Hello,
I have a multi-level experiment that I am feeding into limma to find DEG. I had a question about the normalization strategy, given that I am making both within and between subject comparisons. The experiment is a pre-post design where each subject is given a "treatment". Some patients responded to treatment and others did not.Given that I want to make between subject comparisons, responder/nonresponder, as well as model treatment effect, I was wondering about the normalization strategy. I am interested in finding DEG in responders as an effect of treatment. I am modeling patient as a random effect. TMM uses the sample closest to the average to approximate the others, which is a form of between-sample normalization, which is why I employed it here (given that the between sample heterogeneity would be larger). But, there is still variability from within subjects, given that they were sequenced at two time points.

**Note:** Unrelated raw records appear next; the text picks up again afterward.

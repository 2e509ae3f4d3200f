//! Builds protobuf reply payloads from the daemon state

use itertools::Itertools;

use super::proto::{
    self, PbDevice, PbDeviceProperties, PbDeviceStatus, PbDeviceTypeProperties,
    PbDeviceTypesInfo, PbDevicesInfo, PbImageFile, PbImageFilesInfo, PbLogLevelInfo,
    PbMappingInfo, PbNetworkInterfacesInfo, PbOperation, PbOperationInfo, PbOperationMetaData,
    PbReservedIdsInfo, PbServerInfo, PbVersionInfo,
};
use crate::daemon::Daemon;
use crate::scsi::target::factory;
use crate::scsi::target::{DeviceType, LUN_MAX, ScsiTarget};
use crate::version;

pub const LOG_LEVELS: &[&str] = &["trace", "debug", "info", "warn", "err", "off"];

const EXTENSIONS: &[(&str, DeviceType)] = &[
    ("hd1", DeviceType::Harddisk),
    ("hds", DeviceType::Harddisk),
    ("hda", DeviceType::Harddisk),
    ("hdn", DeviceType::Harddisk),
    ("hdi", DeviceType::Harddisk),
    ("nhd", DeviceType::Harddisk),
    ("hdr", DeviceType::RemovableDisk),
    ("mos", DeviceType::Optical),
    ("iso", DeviceType::Cdrom),
];

const ALL_DEVICE_TYPES: &[DeviceType] = &[
    DeviceType::Harddisk,
    DeviceType::RemovableDisk,
    DeviceType::Optical,
    DeviceType::Cdrom,
    DeviceType::Bridge,
    DeviceType::Daynaport,
    DeviceType::HostServices,
    DeviceType::Printer,
];

fn device_properties(device_type: DeviceType) -> PbDeviceProperties {
    let (read_only, protectable, stoppable, removable, lockable) = match device_type {
        DeviceType::Harddisk => (false, true, true, false, false),
        DeviceType::RemovableDisk | DeviceType::Optical => (false, true, true, true, true),
        DeviceType::Cdrom => (true, false, true, true, true),
        _ => (false, false, false, false, false),
    };

    let supports_params = matches!(
        device_type,
        DeviceType::Bridge | DeviceType::Daynaport | DeviceType::Printer
    );

    PbDeviceProperties {
        luns: u32::from(LUN_MAX),
        read_only,
        protectable,
        stoppable,
        removable,
        lockable,
        supports_file: !supports_params && device_type != DeviceType::HostServices,
        supports_params,
        block_sizes: factory::sector_sizes(device_type).to_vec(),
        default_params: factory::default_params(device_type),
    }
}

/// Protobuf description of one attached device
pub fn device_to_pb(daemon: &Daemon, id: u8, lun: u8, device: &dyn ScsiTarget) -> PbDevice {
    let state = device.state();
    let device_type = device.target_type();

    let file = device.image_path().map(|path| {
        let name = path
            .strip_prefix(daemon.images.default_folder())
            .unwrap_or(path)
            .to_string_lossy()
            .to_string();

        daemon
            .images
            .image_file_info(&name)
            .unwrap_or(PbImageFile {
                name,
                ..Default::default()
            })
    });

    let mut device_pb = PbDevice {
        id: i32::from(id),
        unit: i32::from(lun),
        r#type: proto::types::from_core(device_type) as i32,
        properties: Some(device_properties(device_type)),
        status: Some(PbDeviceStatus {
            protected: state.is_protected(),
            stopped: state.stopped,
            removed: state.removed,
            locked: state.locked,
        }),
        file,
        params: state.params().clone(),
        vendor: state.vendor().to_string(),
        product: state.product().to_string(),
        revision: state.revision().to_string(),
        ..Default::default()
    };

    if let Some(properties) = device_pb.properties.as_mut() {
        properties.read_only = state.read_only;
    }

    device_pb
}

/// All attached devices, or only those matching the requested (ID, LUN)
/// pairs
pub fn devices_info(daemon: &Daemon, requested: &[(u8, u8)]) -> PbDevicesInfo {
    let devices = daemon
        .registry
        .all_devices()
        .filter(|(id, lun, _)| requested.is_empty() || requested.contains(&(*id, *lun)))
        .map(|(id, lun, device)| device_to_pb(daemon, id, lun, device))
        .collect();

    PbDevicesInfo { devices }
}

pub fn device_types_info() -> PbDeviceTypesInfo {
    PbDeviceTypesInfo {
        properties: ALL_DEVICE_TYPES
            .iter()
            .map(|&device_type| PbDeviceTypeProperties {
                r#type: proto::types::from_core(device_type) as i32,
                properties: Some(device_properties(device_type)),
            })
            .collect(),
    }
}

pub fn version_info() -> PbVersionInfo {
    let (major_version, minor_version, patch_version) = version::version_components();
    PbVersionInfo {
        major_version,
        minor_version,
        patch_version,
    }
}

pub fn log_level_info(current: &str) -> PbLogLevelInfo {
    PbLogLevelInfo {
        log_levels: LOG_LEVELS.iter().map(ToString::to_string).collect(),
        current_log_level: current.to_string(),
    }
}

pub fn image_files_info(daemon: &Daemon) -> PbImageFilesInfo {
    PbImageFilesInfo {
        default_image_folder: daemon.images.default_folder().to_string_lossy().to_string(),
        image_files: daemon.images.available_images(),
        depth: daemon.images.depth() as u32,
    }
}

pub fn network_interfaces_info() -> PbNetworkInterfacesInfo {
    PbNetworkInterfacesInfo {
        name: factory::network_interfaces(),
    }
}

pub fn mapping_info() -> PbMappingInfo {
    PbMappingInfo {
        mapping: EXTENSIONS
            .iter()
            .map(|(ext, device_type)| {
                (
                    ext.to_string(),
                    proto::types::from_core(*device_type) as i32,
                )
            })
            .collect(),
    }
}

pub fn reserved_ids_info(daemon: &Daemon) -> PbReservedIdsInfo {
    PbReservedIdsInfo {
        ids: daemon.reserved_ids.iter().map(|&id| u32::from(id)).collect(),
    }
}

pub fn operation_info() -> PbOperationInfo {
    let operations = (0..=PbOperation::OperationInfo as i32)
        .filter_map(|value| PbOperation::try_from(value).ok())
        .map(|operation| PbOperationMetaData {
            operation: operation as i32,
            name: format!("{:?}", operation),
        })
        .collect();

    PbOperationInfo { operations }
}

pub fn server_info(daemon: &Daemon) -> PbServerInfo {
    PbServerInfo {
        version_info: Some(version_info()),
        log_level_info: Some(log_level_info(&daemon.log_level)),
        device_types_info: Some(device_types_info()),
        image_files_info: Some(image_files_info(daemon)),
        network_interfaces_info: Some(network_interfaces_info()),
        mapping_info: Some(mapping_info()),
        devices_info: Some(devices_info(daemon, &[])),
        reserved_ids_info: Some(reserved_ids_info(daemon)),
        operation_info: Some(operation_info()),
    }
}

/// One-line-per-device listing for the log and console
pub fn list_devices(devices: &PbDevicesInfo) -> String {
    if devices.devices.is_empty() {
        return "No devices attached".to_string();
    }

    devices
        .devices
        .iter()
        .map(|device| {
            let file = device
                .file
                .as_ref()
                .map(|f| f.name.as_str())
                .filter(|name| !name.is_empty())
                .unwrap_or("NO MEDIUM");
            format!(
                "ID {}, unit {}: {:?} {} {} {}",
                device.id,
                device.unit,
                device.r#type(),
                device.vendor,
                device.product,
                file
            )
        })
        .join("\n")
}

#[cfg(test)]
mod tests {
    use super::*;
    use crate::control::proto::PbDeviceType;
    use crate::scsi::target::factory::{DeviceProfile, create_device};

    fn daemon_with_services() -> Daemon {
        let mut daemon = Daemon::new();
        let device = create_device(&DeviceProfile {
            device_type: DeviceType::HostServices,
            id: 3,
            lun: 0,
            filename: String::new(),
        })
        .unwrap();
        daemon.registry.attach_to_controller(3, device);
        daemon
    }

    #[test]
    fn devices_info_reflects_registry() {
        let daemon = daemon_with_services();

        let info = devices_info(&daemon, &[]);
        assert_eq!(info.devices.len(), 1);
        assert_eq!(info.devices[0].id, 3);
        assert_eq!(info.devices[0].r#type(), PbDeviceType::Schs);
        assert_eq!(info.devices[0].product, "Host Services");

        let filtered = devices_info(&daemon, &[(5, 0)]);
        assert!(filtered.devices.is_empty());
    }

    #[test]
    fn device_types_cover_all_types() {
        let info = device_types_info();
        assert_eq!(info.properties.len(), 8);

        let cd = info
            .properties
            .iter()
            .find(|p| p.r#type == PbDeviceType::Sccd as i32)
            .unwrap();
        let properties = cd.properties.as_ref().unwrap();
        assert!(properties.read_only);
        assert!(properties.removable);
        assert_eq!(properties.block_sizes, vec![512, 2048]);
    }

    #[test]
    fn mapping_contains_all_extensions() {
        let mapping = mapping_info().mapping;
        assert_eq!(mapping.len(), 9);
        assert_eq!(mapping["iso"], PbDeviceType::Sccd as i32);
        assert_eq!(mapping["hdr"], PbDeviceType::Scrm as i32);
    }

    #[test]
    fn server_info_is_fully_populated() {
        let daemon = daemon_with_services();
        let info = server_info(&daemon);

        assert!(info.version_info.is_some());
        assert!(info.log_level_info.is_some());
        assert!(info.device_types_info.is_some());
        assert!(info.image_files_info.is_some());
        assert!(info.mapping_info.is_some());
        assert!(info.devices_info.is_some());
        assert!(info.operation_info.is_some());
    }
}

I am wondering if this is the correct strategy for normalization?
remove genes that are lowly expressed across samples
summary(countsPerMillion)
countCheck <- countsPerMillion > 1
head(countCheck)
keep <- which(rowSums(countCheck) >= 2)
dgList <- dgList[keep,]
summary(cpm(dgList))
TMM normalization controls for library size
dge <- calcNormFactors(dgList, method="TMM")
create variable for contrast
phenotype$treat <- factor(paste(matrix$treatment,matrix$responder,sep="."))
create model matrix
design <-model.matrix(~0 + treat + SV1 + SV2,data=matrix
estimate within subject correlation
sup <- voom(dge,design)
corfit <- duplicateCorrelation(sup,design,block=matrix$individual)
corfit$consensus
voom transformation accounting for correlation
counts <- voom(dge,design,block=matrix$individual,correlation=corfit$consensus)
account for correlation in a model with patient block as random effect
fit <- lmFit(counts,design,block=matrix$individual,correlation=corfit$consensus)
fit <- eBayes(fit)
....and then make the contrasts()